Anhaltspunkte für das Vorliegen einer dieser Fallgruppen oder einer sonstigen Ausnahmesituation sind hier nicht ersichtlich. Unabhängig davon, auf welcher Rechtsgrundlage eine Haftung des Beigeladenen beruhen könnte und welche Verjährungsfristen sich daraus ergäben, ist jedenfalls der Beklagte selbst bei Erlass des Verpflichtungsbescheides nicht davon ausgegangen, die Behebung der Rechtsverletzung dulde keinerlei Aufschub mehr. Auch stand zum damaligen Zeitpunkt nicht sicher fest, dass der mit der Beratung verfolgte Zweck nicht mehr erreicht werden konnte. Insbesondere lässt das Schreiben der Klägerin vom 11. Februar 1999 nicht erkennen, dass sie sich von vornherein aus sachfremden Erwägungen ihren Pflichten als Versicherungsträger und damit einem ordnungsgemäßen Beratungsverfahren entziehen wollte.
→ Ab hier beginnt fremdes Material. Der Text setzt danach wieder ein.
//! Signal notification: batch grouping, Markdown rendering, delivery sinks.

use std::time::Duration;

use chrono::{DateTime, Utc};
use thiserror::Error;
use tracing::{info, warn};
use vwapband_core::{SignalEvent, SignalKind};

#[derive(Debug, Error)]
pub enum NotifyError {
    #[error("network error: {0}")]
    Network(String),

    #[error("telegram rejected the message: {0}")]
    Rejected(String),
}

/// Where rendered signal messages go. The batcher thread owns one sink.
pub trait NotificationSink: Send {
    fn deliver(&self, text: &str) -> Result<(), NotifyError>;
}

/// Signals grouped into the three report sections.
#[derive(Debug, Default, Clone)]
pub struct SignalBatch {
    pub entries: Vec<SignalEvent>,
    pub exits: Vec<SignalEvent>,
    pub stops: Vec<SignalEvent>,
}

impl SignalBatch {
    pub fn group(events: impl IntoIterator<Item = SignalEvent>) -> Self {
        let mut batch = Self::default();
        for event in events {
            match event.kind {
                SignalKind::Buy | SignalKind::Sell | SignalKind::ScaleInBuy | SignalKind::ScaleInSell => {
                    batch.entries.push(event)
                }
                SignalKind::ExitLong | SignalKind::ExitShort | SignalKind::Tp1 => {
                    batch.exits.push(event)
                }
                SignalKind::StopLoss => batch.stops.push(event),
            }
        }
        batch
    }

    pub fn is_empty(&self) -> bool {
        self.entries.is_empty() && self.exits.is_empty() && self.stops.is_empty()
    }

    pub fn len(&self) -> usize {
        self.entries.len() + self.exits.len() + self.stops.len()
    }
}

const RULE: &str = "━━━━━━━━━━━━━━━━━━\n";

/// Render a batch as one Markdown message: entries first (buys before
/// sells), then exit reports, then stop-losses, with a UTC timestamp footer.
pub fn format_batch(batch: &SignalBatch, now: DateTime<Utc>) -> String {
    let mut out = String::new();

    if !batch.entries.is_empty() {
        out.push_str("📣 *SIGNALS DETECTED*\n");
        out.push_str(RULE);

        let buys = batch.entries.iter().filter(|e| is_buy_side(e.kind));
        let sells = batch.entries.iter().filter(|e| !is_buy_side(e.kind));
        let mut counter = 1;
        for event in buys.chain(sells) {
            let emoji = match event.kind {
                SignalKind::Buy => "🟢",
                SignalKind::ScaleInBuy => "🟢🟢",
                SignalKind::Sell => "🔴",
                _ => "🔴🔴",
            };
            out.push_str(&format!(
                "{counter}. {emoji} *{} #{}*\n   Entry: {:.4}\n",
                event.kind.label(),
                event.symbol,
                event.entry_price,
            ));
            if let Some(stop) = event.stop_price {
                out.push_str(&format!("   SL: {stop:.4}\n"));
            }
            out.push('\n');
            counter += 1;
        }
    }

    if !batch.exits.is_empty() {
        if !out.is_empty() {
            out.push_str(RULE);
        }
        out.push_str("🔔 *EXIT REPORTS*\n");
        out.push_str(RULE);

        for (i, event) in batch.exits.iter().enumerate() {
            out.push_str(&format!(
                "{}. 🟡 *{} #{}*\n",
                i + 1,
                event.kind.label(),
                event.symbol
            ));
            if let Some(peak) = event.peak_profit_pct {
                out.push_str(&format!("   Peak: {peak:.2}%\n"));
            }
            if let Some(exit) = event.exit_price {
                out.push_str(&format!("   Exit: {exit:.4}\n"));
            }
            if let Some(reason) = &event.reason {
                out.push_str(&format!("   Reason: {reason}\n"));
            }
            out.push('\n');
        }
    }

    if !batch.stops.is_empty() {
        if !out.is_empty() {
            out.push_str(RULE);
        }
        out.push_str("🛑 *STOPLOSS HIT*\n");
        out.push_str(RULE);

        for (i, event) in batch.stops.iter().enumerate() {
            out.push_str(&format!(
                "{}. *#{}*\n   Entry: {:.4}\n",
                i + 1,
                event.symbol,
                event.entry_price
            ));
            if let Some(stop) = event.stop_price {
                out.push_str(&format!("   Exit: {stop:.4}\n"));
            }
            if let Some(peak) = event.peak_profit_pct {
                out.push_str(&format!("   Peak: {peak:.2}%\n"));
            }
            out.push('\n');
        }
    }

    out.push_str(RULE);
    out.push_str(&format!("⏰ Time: {} UTC", now.format("%H:%M:%S")));
    out
}

fn is_buy_side(kind: SignalKind) -> bool {
    matches!(kind, SignalKind::Buy | SignalKind::ScaleInBuy)
}

/// Delivers messages to a Telegram chat via the Bot API.
pub struct TelegramNotifier {
    client: reqwest::blocking::Client,
    base_url: String,
    token: String,
    chat_id: String,
}

impl TelegramNotifier {
    pub fn new(token: impl Into<String>, chat_id: impl Into<String>) -> Result<Self, NotifyError> {
        Self::with_base_url("https://api.telegram.org", token, chat_id)
    }

    pub fn with_base_url(
        base_url: impl Into<String>,
        token: impl Into<String>,
        chat_id: impl Into<String>,
    ) -> Result<Self, NotifyError> {
        let client = reqwest::blocking::Client::builder()
            .timeout(Duration::from_secs(10))
            .build()
            .map_err(|e| NotifyError::Network(e.to_string()))?;
        Ok(Self {
            client,
            base_url: base_url.into(),
            token: token.into(),
            chat_id: chat_id.into(),
        })
    }

    fn send_once(&self, text: &str) -> Result<(), NotifyError> {
        let url = format!("{}/bot{}/sendMessage", self.base_url, self.token);
        let body = serde_json::json!({
            "chat_id": self.chat_id,
            "text": text,
            "parse_mode": "Markdown",
        });

        let resp = self
            .client
            .post(&url)
            .json(&body)
            .send()
            .map_err(|e| NotifyError::Network(e.to_string()))?;

        let payload: serde_json::Value = resp
            .json()
            .map_err(|e| NotifyError::Network(e.to_string()))?;
        if payload.get("ok").and_then(|v| v.as_bool()) == Some(true) {
            Ok(())
        } else {
            let description = payload
                .get("description")
                .and_then(|v| v.as_str())
                .unwrap_or("unknown error")
                .to_string();
            Err(NotifyError::Rejected(description))
        }
    }
}

impl NotificationSink for TelegramNotifier {
    fn deliver(&self, text: &str) -> Result<(), NotifyError> {
        match self.send_once(text) {
            Ok(()) => Ok(()),
            // One retry after a short pause covers transient rate limits.
            Err(first) => {
                warn!(error = %first, "telegram send failed, retrying");
                std::thread::sleep(Duration::from_secs(5));
                self.send_once(text)
            }
        }
    }
}

/// Fallback sink for headless runs: messages go to the log.
#[derive(Debug, Default)]
pub struct LogSink;

impl NotificationSink for LogSink {
    fn deliver(&self, text: &str) -> Result<(), NotifyError> {
        info!(message = %text, "signal notification");
        Ok(())
    }
}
Angesichts der tatsächlichen und rechtlichen Unklarheiten des Falles ist es nicht auszuschließen, dass der Erlass eines Aufsichtsbescheides durch eine weiter gehende Beratung hätte vermieden werden können, sei es dadurch, dass sich die Klägerin von der Erforderlichkeit einer Klageerhebung gegen den Beigeladenen überzeugt hätte oder aber dadurch, dass der Beklagte zu der Auffassung gelangt wäre, eine Klageerhebung sei nicht erfolgversprechend.

Die Kostenentscheidung beruht auf § 193 SGG.